If the partnership fails to elect-out timely, all is not lost. The rules provide an alternative method for passing the IRS audit adjustment on to the partners. This is done by the partnership electing out of the audit regime within 45 days of the IRS’s final audit adjustment notice. This wait-and-see approach is not as favorable as electing-out on a timely filed tax return, as it provides the IRS with the ability to open and manage the IRS audit at the partnership level.

Planning to Elect Out

As tax attorneys in Houston, we work with a lot of partnerships. They are the preferred choice of entity in Texas. This is partially due to the oil and gas deals and businesses in Texas. The flexibility makes it possible to customize deals and allocate and manage risk appropriately.

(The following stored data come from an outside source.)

//! Engine controller: the long-lived search thread and its command
//! channel.
//!
//! The UCI front end parses text and sends commands; the engine thread
//! owns the searcher (transposition table, heuristics, evaluator,
//! tablebase oracle) and prints `info`/`bestmove` lines. The two sides
//! share only the atomic stop flag, which the search polls.

use std::collections::HashMap;
use std::path::PathBuf;
use std::sync::atomic::{AtomicBool, Ordering};
use std::sync::mpsc::{channel, Sender};
use std::sync::Arc;
use std::thread::JoinHandle;

use crate::board::Board;
use crate::nnue::Network;
use crate::search::{SearchParameters, Searcher, DEFAULT_TT_MB};
use crate::uci::report::{self, ReportOptions};
use crate::uci::wdl;

pub enum EngineCommand {
    Search {
        board: Board,
        game_history: HashMap<u64, u8>,
        params: SearchParameters,
        report: ReportOptions,
    },
    NewGame,
    ResizeTt(usize),
    ClearTt,
    LoadNetwork(PathBuf),
    LoadTablebase(PathBuf),
    Quit,
}

/// Handle held by the UCI thread.
pub struct Engine {
    tx: Sender<EngineCommand>,
    stop: Arc<AtomicBool>,
    handle: Option<JoinHandle<()>>,
}

impl Engine {
    /// Start the engine thread with the default table size.
    #[must_use]
    pub fn spawn() -> Engine {
        let (tx, rx) = channel::<EngineCommand>();
        let searcher = Searcher::new(DEFAULT_TT_MB);
        let stop = searcher.stop_handle();

        // Each search frame carries a cloned board and the selector's
        // scored lists, so the deepest lines need room.
        let builder = std::thread::Builder::new()
            .name("cobalt-search".to_string())
            .stack_size(32 * 1024 * 1024);
        let handle = builder.spawn(move || {
            let mut searcher = searcher;
            while let Ok(command) = rx.recv() {
                match command {
                    EngineCommand::Search {
                        board,
                        game_history,
                        params,
                        report,
                    } => {
                        let root_material = wdl::material_count(&board);
                        searcher.set_info_callback(Arc::new(move |info| {
                            println!("{}", report::format_info(info, root_material, report));
                        }));
                        searcher.set_game_history(game_history);
                        let (best_move, _score) = searcher.search(board, params);
                        if best_move.is_null() {
                            // No legal move exists; 0000 is the
                            // conventional placeholder.
                            println!("bestmove 0000");
                        } else {
                            println!("{}", report::format_bestmove(best_move));
                        }
                    }
                    EngineCommand::NewGame => searcher.new_game(),
                    EngineCommand::ResizeTt(mb) => searcher.resize_tt(mb),
                    EngineCommand::ClearTt => searcher.clear_tt(),
                    EngineCommand::LoadNetwork(path) => match Network::load(&path) {
                        Ok(network) => {
                            log::info!(
                                "loaded network {} ({})",
                                path.display(),
                                network.description()
                            );
                            searcher.set_network(network);
                        }
                        Err(e) => {
                            // The evaluator keeps its previous weights.
                            log::warn!("failed to load network {}: {e}", path.display());
                        }
                    },
                    EngineCommand::LoadTablebase(path) => {
                        if let Some(oracle) = crate::tb::load(&path) {
                            searcher.set_tablebase(oracle);
                        }
                    }
                    EngineCommand::Quit => break,
                }
            }
        });
        let handle = handle.expect("failed to spawn the search thread");

        Engine {
            tx,
            stop,
            handle: Some(handle),
        }
    }

    /// Queue a command for the engine thread.
    pub fn send(&self, command: EngineCommand) {
        if self.tx.send(command).is_err() {
            log::warn!("engine thread is gone; command dropped");
        }
    }

    /// Request the running search to stop; observed within 256 nodes.
    pub fn stop_search(&self) {
        self.stop.store(true, Ordering::Relaxed);
    }

    /// Stop, shut down and join the engine thread.
    pub fn quit(mut self) {
        self.stop_search();
        let _ = self.tx.send(EngineCommand::Quit);
        if let Some(handle) = self.handle.take() {
            let _ = handle.join();
        }
    }
}
impl Board {
    /// The standard starting position.
    #[must_use]
    pub fn new() -> Self {
        super::fen::parse(super::fen::START_FEN).expect("start FEN is valid")
    }

    pub(crate) fn empty() -> Self {
        Board {
            turn: Color::White,
            pieces: [None; 64],
            bb_all: Bitboard::EMPTY,
            bb_color: [Bitboard::EMPTY; 2],
            bb_typed: [[Bitboard::EMPTY; 2]; 6],
            castle_rights: CastlingRights::NONE,
            en_passant_square: None,
            en_passant_target: None,
            rule50: 0,
            full_moves: 1,
            hash: 0,
            pawn_hash: 0,
            material_hash: 0,
            blockers: [Bitboard::EMPTY; 2],
            pinners: [Bitboard::EMPTY; 2],
            pinner_of_blocker: [0; 64],
            checked_cache: None,
            move_list: MoveList::new(),
            moveset: MovesetTag::None,
        }
    }

    #[inline]
    #[must_use]
    pub fn turn(&self) -> Color {
        self.turn
    }

    #[inline]
    #[must_use]
    pub fn hash(&self) -> u64 {
        self.hash
    }

    #[inline]
    #[must_use]
    pub fn pawn_hash(&self) -> u64 {
        self.pawn_hash
    }

    #[inline]
    #[must_use]
    pub fn material_hash(&self) -> u64 {
        self.material_hash
    }

    #[inline]
    #[must_use]
    pub fn castle_rights(&self) -> CastlingRights {
        self.castle_rights
    }

    #[inline]
    #[must_use]
    pub fn en_passant_square(&self) -> Option<Square> {
        self.en_passant_square
    }

    #[inline]
    #[must_use]
    pub fn rule50(&self) -> u8 {
        self.rule50
    }

    #[inline]
    #[must_use]
    pub fn full_moves(&self) -> u16 {
        self.full_moves
    }

    #[inline]
    #[must_use]
    pub fn all(&self) -> Bitboard {
        self.bb_all
    }

    #[inline]
    #[must_use]
    pub fn colored(&self, color: Color) -> Bitboard {
        self.bb_color[color.index()]
    }

    #[inline]
    #[must_use]
    pub fn typed(&self, piece: Piece, color: Color) -> Bitboard {
        self.bb_typed[piece.index()][color.index()]
    }

    #[inline]
    #[must_use]
    pub fn num_pieces(&self) -> u32 {
        self.bb_all.popcount()
    }

    #[inline]
    #[must_use]
    pub fn piece_at(&self, sq: Square) -> Option<(Color, Piece)> {
        let piece = self.pieces[sq.index()]?;
        let color = if self.bb_color[Color::White.index()].contains(sq) {
            Color::White
        } else {
            Color::Black
        };
        Some((color, piece))
    }

    #[inline]
    #[must_use]
    pub(crate) fn piece_kind_at(&self, sq: Square) -> Option<Piece> {
        self.pieces[sq.index()]
    }

    /// The king square of `color`. Exactly one king per color is a board
    /// invariant.
    #[inline]
    #[must_use]
    pub fn king_square(&self, color: Color) -> Square {
        debug_assert_eq!(self.typed(Piece::King, color).popcount(), 1);
        self.typed(Piece::King, color).lsb()
    }

    /// Whether `color` has at least one piece besides pawns and the king.
    #[must_use]
    pub fn has_officers(&self, color: Color) -> bool {
        let c = color.index();
        let officers = self.bb_color[c]
            ^ self.bb_typed[Piece::Pawn.index()][c]
            ^ self.bb_typed[Piece::King.index()][c];
        !officers.is_empty()
    }

    /// Place a piece, keeping `pieces[]` and the bitboards in sync.
    /// Hashes are not touched; callers update them incrementally or
    /// recompute afterwards.
    pub(crate) fn set_piece(&mut self, sq: Square, color: Color, piece: Piece) {
        debug_assert!(self.pieces[sq.index()].is_none());
        self.pieces[sq.index()] = Some(piece);
        self.bb_all.set(sq);
        self.bb_color[color.index()].set(sq);
        self.bb_typed[piece.index()][color.index()].set(sq);
    }

    /// Remove the piece on `sq`, keeping `pieces[]` and the bitboards in
    /// sync. Returns the removed piece kind.
    pub(crate) fn remove_piece(&mut self, sq: Square, color: Color) -> Piece {
        let piece = self.pieces[sq.index()].expect("removing from an occupied square");
        self.pieces[sq.index()] = None;
        self.bb_all.clear(sq);
        self.bb_color[color.index()].clear(sq);
        self.bb_typed[piece.index()][color.index()].clear(sq);
        piece
    }

    /// Invalidate memoised derived state after any mutation.
    #[inline]
    pub(crate) fn invalidate_derived(&mut self) {
        self.checked_cache = None;
        self.moveset = MovesetTag::None;
        self.move_list.clear();
    }

    /// Recompute all three Zobrist hashes from scratch.
    pub(crate) fn recompute_hashes(&mut self) {
        let (hash, pawn_hash, material_hash) = self.fresh_hashes();
        self.hash = hash;
        self.pawn_hash = pawn_hash;
        self.material_hash = material_hash;
    }

    /// All three hashes recomputed from scratch, without storing them.
    #[must_use]
    pub(crate) fn fresh_hashes(&self) -> (u64, u64, u64) {
        let mut hash = 0u64;
        let mut pawn_hash = 0u64;
        let mut material_hash = 0u64;

        for color in [Color::White, Color::Black] {
            for piece in Piece::ALL {
                let bb = self.typed(piece, color);
                for sq in bb {
                    let key = KEYS.piece(piece, color, sq);
                    hash ^= key;
                    if piece == Piece::Pawn {
                        pawn_hash ^= key;
                    }
                }
                material_hash ^= KEYS.material(piece, color, bb.popcount() as usize);
            }
        }

        hash ^= KEYS.en_passant(self.en_passant_square);
        pawn_hash ^= KEYS.en_passant(self.en_passant_square);
        hash ^= KEYS.castling(self.castle_rights);
        if self.turn == Color::Black {
            hash ^= KEYS.side_to_move();
        }

        (hash, pawn_hash, material_hash)
    }

    /// Drawn by bare material: K vs K, K+B vs K or K+N vs K, detected by
    /// comparing the material hash against the precomputed set.
    #[must_use]
    pub fn is_material_draw(&self) -> bool {
        MATERIAL_DRAW_HASHES.contains(&self.material_hash)
    }

    /// Debug-only consistency check of the structural board invariants.
    pub(crate) fn debug_validate(&self) {
        if cfg!(debug_assertions) {
            let white = Color::White.index();
            let black = Color::Black.index();
            assert!(
                (self.bb_color[white] & self.bb_color[black]).is_empty(),
                "color boards overlap\n{self}"
            );
            assert_eq!(
                self.bb_all,
                self.bb_color[white] | self.bb_color[black],
                "occupancy does not match color boards\n{self}"
            );
            for c in [Color::White, Color::Black] {
                let mut union = Bitboard::EMPTY;
                for piece in Piece::ALL {
                    let bb = self.typed(piece, c);
                    assert!(
                        (bb & !self.colored(c)).is_empty(),
                        "{piece:?} board outside {c} occupancy\n{self}"
                    );
                    assert!((union & bb).is_empty(), "typed boards overlap\n{self}");
                    union |= bb;
                }
                assert_eq!(union, self.colored(c), "typed union mismatch\n{self}");
                assert_eq!(
                    self.typed(Piece::King, c).popcount(),
                    1,
                    "{c} must have exactly one king\n{self}"
                );
            }
            for sq_idx in 0..64 {
                let sq = Square::from_index(sq_idx);
                let from_bb = Piece::ALL
                    .into_iter()
                    .find(|&p| (self.bb_typed[p.index()][white] | self.bb_typed[p.index()][black]).contains(sq));
                assert_eq!(
                    self.pieces[sq_idx], from_bb,
                    "pieces[] disagrees with bitboards at {sq}\n{self}"
                );
            }
            if let Some(ep) = self.en_passant_square {
                assert!(
                    ep.rank() == 2 || ep.rank() == 5,
                    "bad en passant rank\n{self}"
                );
                let target = self.en_passant_target.expect("ep target set with ep square");
                let pawn_color = if ep.rank() == 2 { Color::White } else { Color::Black };
                assert!(
                    self.typed(Piece::Pawn, pawn_color).contains(target),
                    "no pawn on en passant target\n{self}"
                );
            }
            let rights = self.castle_rights;
            let rook_home = |sq: Square, c: Color| self.typed(Piece::Rook, c).contains(sq);
            if rights.has(CastlingRights::WHITE_KING) {
                assert!(self.typed(Piece::King, Color::White).contains(Square::E1));
                assert!(rook_home(Square::H1, Color::White));
            }
            if rights.has(CastlingRights::WHITE_QUEEN) {
                assert!(self.typed(Piece::King, Color::White).contains(Square::E1));
                assert!(rook_home(Square::A1, Color::White));
            }
            if rights.has(CastlingRights::BLACK_KING) {
                assert!(self.typed(Piece::King, Color::Black).contains(Square::E8));
                assert!(rook_home(Square::H8, Color::Black));
            }
            if rights.has(CastlingRights::BLACK_QUEEN) {
                assert!(self.typed(Piece::King, Color::Black).contains(Square::E8));
                assert!(rook_home(Square::A8, Color::Black));
            }
        }
    }

    /// Parse a move in UCI notation and resolve it against the legal
    /// moves of this position.
    pub fn parse_move(&mut self, notation: &str) -> Result<Move, super::error::MoveParseError> {
        use super::error::MoveParseError;

        if notation.len() < 4 || notation.len() > 5 {
            return Err(MoveParseError::InvalidNotation {
                notation: notation.to_string(),
            });
        }
        let from: Square = notation[0..2].parse().map_err(|_| MoveParseError::InvalidNotation {
            notation: notation.to_string(),
        })?;
        let to: Square = notation[2..4].parse().map_err(|_| MoveParseError::InvalidNotation {
            notation: notation.to_string(),
        })?;
        let promotion = match notation.len() {
            5 => match Piece::from_char(notation.as_bytes()[4] as char) {
                Some(p @ (Piece::Knight | Piece::Bishop | Piece::Rook | Piece::Queen)) => Some(p),
                _ => {
                    return Err(MoveParseError::InvalidNotation {
                        notation: notation.to_string(),
                    })
                }
            },
            _ => None,
        };

        self.get_legal_moves()
            .iter()
            .copied()
            .find(|m| m.from() == from && m.to() == to && m.promotion() == promotion)
            .ok_or_else(|| MoveParseError::IllegalMove {
                notation: notation.to_string(),
            })
    }
}
//! FEN parsing and formatting.
//!
//! Parsing is tolerant: the half-move and full-move counters may be
//! missing and default to 0 and 1. The round trip `fen -> Board -> fen`
//! is lossless for the positional fields.

use super::error::FenError;
use super::state::Board;
use super::types::{CastlingRights, Color, Piece, Square};

pub const START_FEN: &str = "rnbqkbnr/pppppppp/8/8/8/8/PPPPPPPP/RNBQKBNR w KQkq - 0 1";

/// Parse a FEN string into a board.
pub fn parse(fen: &str) -> Result<Board, FenError> {
    let mut fields = fen.split_whitespace();
    let placement = fields.next().ok_or(FenError::MissingFields)?;
    let turn = fields.next().ok_or(FenError::MissingFields)?;
    let castling = fields.next().unwrap_or("-");
    let en_passant = fields.next().unwrap_or("-");
    let halfmove = fields.next().unwrap_or("0");
    let fullmove = fields.next().unwrap_or("1");

    let mut board = Board::empty();

    let mut rank = 7usize;
    let mut file = 0usize;
    for c in placement.chars() {
        match c {
            '/' => {
                if file != 8 || rank == 0 {
                    return Err(FenError::InvalidPlacement(placement.to_string()));
                }
                rank -= 1;
                file = 0;
            }
            '1'..='8' => {
                file += c as usize - '0' as usize;
                if file > 8 {
                    return Err(FenError::InvalidPlacement(placement.to_string()));
                }
            }
            _ => {
                let piece = Piece::from_char(c)
                    .ok_or_else(|| FenError::InvalidPlacement(placement.to_string()))?;
                if file >= 8 {
                    return Err(FenError::InvalidPlacement(placement.to_string()));
                }
                let color = if c.is_ascii_uppercase() { Color::White } else { Color::Black };
                board.set_piece(Square::new(rank, file), color, piece);
                file += 1;
            }
        }
    }
    if rank != 0 || file != 8 {
        return Err(FenError::InvalidPlacement(placement.to_string()));
    }

    board.turn = match turn {
        "w" => Color::White,
        "b" => Color::Black,
        other => return Err(FenError::InvalidTurn(other.to_string())),
    };

    let mut rights = CastlingRights::NONE;
    if castling != "-" {
        for c in castling.chars() {
            let bit = match c {
                'K' => CastlingRights::WHITE_KING,
                'Q' => CastlingRights::WHITE_QUEEN,
                'k' => CastlingRights::BLACK_KING,
                'q' => CastlingRights::BLACK_QUEEN,
                _ => return Err(FenError::InvalidCastling(castling.to_string())),
            };
            rights.add(bit);
        }
    }
    // Drop rights whose king or rook has left its home square.
    let verified = [
        (CastlingRights::WHITE_KING, Square::E1, Square::H1, Color::White),
        (CastlingRights::WHITE_QUEEN, Square::E1, Square::A1, Color::White),
        (CastlingRights::BLACK_KING, Square::E8, Square::H8, Color::Black),
        (CastlingRights::BLACK_QUEEN, Square::E8, Square::A8, Color::Black),
    ];
    for (bit, king_sq, rook_sq, color) in verified {
        if rights.has(bit)
            && !(board.typed(Piece::King, color).contains(king_sq)
                && board.typed(Piece::Rook, color).contains(rook_sq))
        {
            rights.remove(bit);
        }
    }
    board.castle_rights = rights;

    if en_passant != "-" {
        let sq: Square = en_passant
            .parse()
            .map_err(|_| FenError::InvalidEnPassant(en_passant.to_string()))?;
        if sq.rank() != 2 && sq.rank() != 5 {
            return Err(FenError::InvalidEnPassant(en_passant.to_string()));
        }
        // The destination is behind the pawn that just double-pushed.
        let target = if sq.rank() == 2 { sq.offset(8) } else { sq.offset(-8) };
        let pawn_color = if sq.rank() == 2 { Color::White } else { Color::Black };
        // Tolerate a stale en-passant field with no pawn to capture.
        if board.typed(Piece::Pawn, pawn_color).contains(target) {
            board.en_passant_square = Some(sq);
            board.en_passant_target = Some(target);
        }
    }

    board.rule50 = halfmove
        .parse()
        .map_err(|_| FenError::InvalidClock(halfmove.to_string()))?;
    board.full_moves = fullmove
        .parse()
        .map_err(|_| FenError::InvalidClock(fullmove.to_string()))?;

    for color in [Color::White, Color::Black] {
        if board.typed(Piece::King, color).popcount() != 1 {
            return Err(FenError::IllegalPosition(format!(
                "{color} must have exactly one king"
            )));
        }
        let pawns = board.typed(Piece::Pawn, color);
        if !(pawns & (crate::board::types::Bitboard::RANK_1 | crate::board::types::Bitboard::RANK_8))
            .is_empty()
        {
            return Err(FenError::IllegalPosition(format!(
                "{color} pawn on a promotion rank"
            )));
        }
    }

    board.recompute_hashes();
    board.debug_validate();
    Ok(board)
}

/// Format a board as a six-field FEN string.
#[must_use]
pub fn format(board: &Board) -> String {
    let mut out = String::with_capacity(90);

    for rank in (0..8).rev() {
        let mut empty = 0;
        for file in 0..8 {
            match board.piece_at(Square::new(rank, file)) {
                Some((color, piece)) => {
                    if empty > 0 {
                        out.push((b'0' + empty) as char);
                        empty = 0;
                    }
                    out.push(piece.to_fen_char(color));
                }
                None => empty += 1,
            }
        }
        if empty > 0 {
            out.push((b'0' + empty) as char);
        }
        if rank > 0 {
            out.push('/');
        }
    }

    out.push(' ');
    out.push(if board.turn() == Color::White { 'w' } else { 'b' });
    out.push(' ');
    out.push_str(&board.castle_rights().to_string());
    out.push(' ');
    match board.en_passant_square() {
        Some(sq) => out.push_str(&sq.to_string()),
        None => out.push('-'),
    }
    out.push_str(&format!(" {} {}", board.rule50(), board.full_moves()));
    out
}

#[cfg(test)]
mod tests {
    use super::*;

    const KIWIPETE: &str = "r3k2r/p1ppqpb1/bn2pnp1/3PN3/1p2P3/2N2Q1p/PPPBBPPP/R3K2R w KQkq - 0 1";

    #[test]
    fn start_position_roundtrip() {
        let board = parse(START_FEN).unwrap();
        assert_eq!(format(&board), START_FEN);
    }

    #[test]
    fn complex_positions_roundtrip() {
        for fen in [
            KIWIPETE,
            "8/2p5/3p4/KP5r/1R3p1k/8/4P1P1/8 w - - 0 1",
            "r3k2r/Pppp1ppp/1b3nbN/nP6/BBP1P3/q4N2/Pp1P2PP/R2Q1RK1 w kq - 0 1",
            "rnbq1k1r/pp1Pbppp/2p5/8/2B5/8/PPP1NnPP/RNBQK2R w KQ - 1 8",
            "rnbqkbnr/pppp1ppp/8/4p3/4P3/8/PPPP1PPP/RNBQKBNR w KQkq e6 0 2",
        ] {
            let board = parse(fen).unwrap();
            assert_eq!(format(&board), fen, "roundtrip failed for {fen}");
            board.debug_validate();
        }
    }

    #[test]
    fn tolerant_of_missing_counters() {
        let board = parse("rnbqkbnr/pppppppp/8/8/8/8/PPPPPPPP/RNBQKBNR w KQkq -").unwrap();
        assert_eq!(board.rule50(), 0);
        assert_eq!(board.full_moves(), 1);
        assert_eq!(format(&board), START_FEN);
    }

    #[test]
    fn rejects_malformed_fens() {
        assert!(parse("").is_err());
        assert!(parse("rnbqkbnr/pppppppp/8/8/8/8/PPPPPPPP w KQkq - 0 1").is_err());
        assert!(parse("rnbqkbnr/pppppppp/8/8/8/8/PPPPPPPP/RNBQKBNR x KQkq - 0 1").is_err());
        assert!(parse("rnbqkbnr/pppppppp/9/8/8/8/PPPPPPPP/RNBQKBNR w KQkq - 0 1").is_err());
        assert!(parse("8/8/8/8/8/8/8/8 w - - 0 1").is_err());
        assert!(parse("rnbqkbnr/pppppppp/8/8/8/8/PPPPPPPP/RNBQKBNR w KQkq - x 1").is_err());
    }

    #[test]
    fn castle_rights_require_home_squares() {
        // Rook moved away: the corresponding right is dropped.
        let board = parse("1nbqkbnr/rppppppp/p7/8/8/8/PPPPPPPP/RNBQKBNR w KQk - 0 1").unwrap();
        assert!(!board.castle_rights().has(CastlingRights::BLACK_QUEEN));
        assert!(board.castle_rights().has(CastlingRights::WHITE_KING));
    }

    #[test]
    fn stale_en_passant_is_dropped() {
        // e6 claimed but no black pawn on e5.
        let board = parse("rnbqkbnr/pppppppp/8/8/8/8/PPPPPPPP/RNBQKBNR w KQkq e6 0 1").unwrap();
        assert!(board.en_passant_square().is_none());
    }
}
//! Error types for board construction and move parsing.

use std::fmt;

/// Errors from parsing a FEN string.
#[derive(Debug, Clone, PartialEq, Eq)]
pub enum FenError {
    /// The FEN has fewer fields than the minimum (placement and turn).
    MissingFields,
    /// Piece placement is malformed.
    InvalidPlacement(String),
    /// The side-to-move field is not `w` or `b`.
    InvalidTurn(String),
    /// The castling field contains an unknown character.
    InvalidCastling(String),
    /// The en-passant field is not `-` or a valid square.
    InvalidEnPassant(String),
    /// A clock field is not a number.
    InvalidClock(String),
    /// The resulting position is illegal (wrong king count etc.).
    IllegalPosition(String),
}

impl fmt::Display for FenError {
    fn fmt(&self, f: &mut fmt::Formatter<'_>) -> fmt::Result {
        match self {
            FenError::MissingFields => write!(f, "FEN is missing required fields"),
            FenError::InvalidPlacement(s) => write!(f, "invalid piece placement: {s}"),
            FenError::InvalidTurn(s) => write!(f, "invalid side to move: {s}"),
            FenError::InvalidCastling(s) => write!(f, "invalid castling field: {s}"),
            FenError::InvalidEnPassant(s) => write!(f, "invalid en passant field: {s}"),
            FenError::InvalidClock(s) => write!(f, "invalid clock field: {s}"),
            FenError::IllegalPosition(s) => write!(f, "illegal position: {s}"),
        }
    }
}

impl std::error::Error for FenError {}

/// Errors from parsing a move in UCI notation.
#[derive(Debug, Clone, PartialEq, Eq)]
pub enum MoveParseError {
    /// The string is not of the form `<from><to>[promotion]`.
    InvalidNotation { notation: String },
    /// The move is syntactically valid but not legal in the position.
    IllegalMove { notation: String },
}

impl fmt::Display for MoveParseError {
    fn fmt(&self, f: &mut fmt::Formatter<'_>) -> fmt::Result {
        match self {
            MoveParseError::InvalidNotation { notation } => {
                write!(f, "invalid move notation: {notation}")
            }
            MoveParseError::IllegalMove { notation } => {
                write!(f, "illegal move: {notation}")
            }
        }
    }
}

impl std::error::Error for MoveParseError {}

/// Errors from parsing a square name.
#[derive(Debug, Clone, PartialEq, Eq)]
pub enum SquareError {
    InvalidNotation { notation: String },
}

impl fmt::Display for SquareError {
    fn fmt(&self, f: &mut fmt::Formatter<'_>) -> fmt::Result {
        match self {
            SquareError::InvalidNotation { notation } => {
                write!(f, "invalid square: {notation}")
            }
        }
    }
}

impl std::error::Error for SquareError {}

We continue to see partnership agreements and LLC company agreements that do not address the centralized partnership audit regime rules or issues that come from them.

For those electing out of the centralized partnership audit regime, they should consider addressing the issues raised by these rules in their partnership agreements. At a minimum, they should consider including language:

  1. Barring new partners that would prevent the partnership from electing out of the centralized partnership audit regime. This would include disregarded entities and grantor trusts.
  2. Allowing the partners with access to records to defend IRS audits.
  3. Providing backup rules that apply if the partnership election out is not made or found to be invalid for one or more tax years, including designating the partnership representative, explaining how any tax adjustment will be allocated and possibly include a clawback for former partners, etc.

Every partnership agreement should address these issues. For partnerships that were formed prior to 2018, the agreements should be updated to address these issues. For M&A deals involving partnerships, the deal documents should address these issues.